最後に、犬の白いイボに関してよくある質問に答えていきます。

高齢犬にできた白いイボは、取ったほうがいいですか?

多くは良性の皮脂腺腫ですが、大きくなって犬が気にしたり、出血したりする場合は、生活の質(QOL)を上げるために切除した方が良いでしょう。麻酔のリスクもあるため、獣医師とよく相談してください。

白いイボは、他の犬や人にうつりますか?

ウイルス性乳頭腫(パピローマ)は、犬から犬へうつる可能性があります。イボがある犬との濃厚な接触は避けましょう。ただし、犬のパピローマウイルスは人にはうつりません。

白いイボが、だんだん黒くなってきました。
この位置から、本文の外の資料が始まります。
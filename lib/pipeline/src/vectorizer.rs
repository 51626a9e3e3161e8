//! Conversion of encoded rows into numeric training data

use crate::selector::SelectedRow;
use modelbridge_core::{is_missing, Dataset, Error, FeatureSchema, IndexMap, Result};
use rayon::prelude::*;

#[derive(Debug, Clone)]
pub struct Vectorizer {
    feature_names: Vec<String>,
}

impl Vectorizer {
    pub fn new(schema: &FeatureSchema, index_map: &IndexMap) -> Self {
        let feature_names = index_map
            .as_slice()
            .iter()
            .map(|&original| {
                schema
                    .by_index(original)
                    .map(|f| f.name.clone())
                    .unwrap_or_else(|| format!("column {}", original))
            })
            .collect();
        Self { feature_names }
    }

    /// Parse one row. A value still missing at this point (impute option
    /// `leave_as_is`) cannot be trained on and is reported as an error.
    pub fn vectorize(&self, row: &SelectedRow, row_number: usize) -> Result<Vec<f64>> {
        row.features
            .iter()
            .zip(&self.feature_names)
            .map(|(value, name)| parse(value, name, row_number))
            .collect()
    }

    pub fn vectorize_all(&self, rows: &[SelectedRow], supervised: bool) -> Result<Dataset> {
        let features = rows
            .par_iter()
            .enumerate()
            .map(|(i, row)| self.vectorize(row, i))
            .collect::<Result<Vec<_>>>()?;
        if !supervised {
            return Ok(Dataset::unsupervised(features));
        }
        let labels = rows
            .par_iter()
            .enumerate()
            .map(|(i, row)| match &row.response {
                Some(value) => parse(value, "response", i),
                None => Err(Error::Training(format!("row {} has no response value", i))),
            })
            .collect::<Result<Vec<_>>>()?;
        Ok(Dataset::supervised(features, labels))
    }
}

fn parse(value: &str, feature: &str, row: usize) -> Result<f64> {
    if is_missing(value) {
        return Err(Error::Training(format!(
            "missing value for feature '{}' in row {}",
            feature, row
        )));
    }
    match value.trim().parse::<f64>() {
        Ok(v) if v.is_finite() => Ok(v),
        _ => Err(Error::Training(format!(
            "invalid value '{}' for feature '{}' in row {}",
            value, feature, row
        ))),
    }
}

/// Per-slot min-max bounds
#[derive(Debug, Clone, PartialEq)]
pub struct MinMaxScaler {
    pub min: Vec<f64>,
    pub max: Vec<f64>,
}

impl MinMaxScaler {
    pub fn fit(dataset: &Dataset) -> Self {
        let width = dataset.width();
        let mut min = vec![f64::INFINITY; width];
        let mut max = vec![f64::NEG_INFINITY; width];
        for row in &dataset.features {
            for (slot, &v) in row.iter().enumerate() {
                min[slot] = min[slot].min(v);
                max[slot] = max[slot].max(v);
            }
        }
        if dataset.is_empty() {
            min.fill(0.0);
            max.fill(0.0);
        }
        Self { min, max }
    }

    /// Scale into `[0, 1]`. A constant slot maps to 0.
    pub fn apply(&self, dataset: &mut Dataset) {
        dataset.features.par_iter_mut().for_each(|row| {
            for (slot, v) in row.iter_mut().enumerate() {
                let range = self.max[slot] - self.min[slot];
                *v = if range > 0.0 {
                    (*v - self.min[slot]) / range
                } else {
                    0.0
                };
            }
        });
    }
}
大丈夫ですか?

イボの内部で微小な出血が起きたり、メラニン色素が沈着したりして、色が変化することがあります。多くは心配いりませんが、悪性腫瘍(メラノーマなど)の可能性もゼロではありません。色の変化に気づいたら、一度獣医師に診てもらうと安心です。

まとめ

愛犬の皮膚にできた白いイボや塊は、多くの場合、加齢に伴う皮脂腺腫や、ウイルス性乳頭腫といった良性のものです。

しかし、中には悪性腫瘍(癌)の可能性もゼロではありません。飼い主様にとって重要なのは、自己判断で「ただのイボだろう」と放置しないことです。特に、イボが「急に大きくなる」「出血する」「形が変わる」といった変化を見せた場合は、迷わず動物病院を受診してください。

日頃から愛犬の体をよく触り、小さな変化に気づいてあげることが、大きな病気の早期発見に繋がります。この記事が、飼い主様の不安を少しでも和らげる一助となれば幸いです。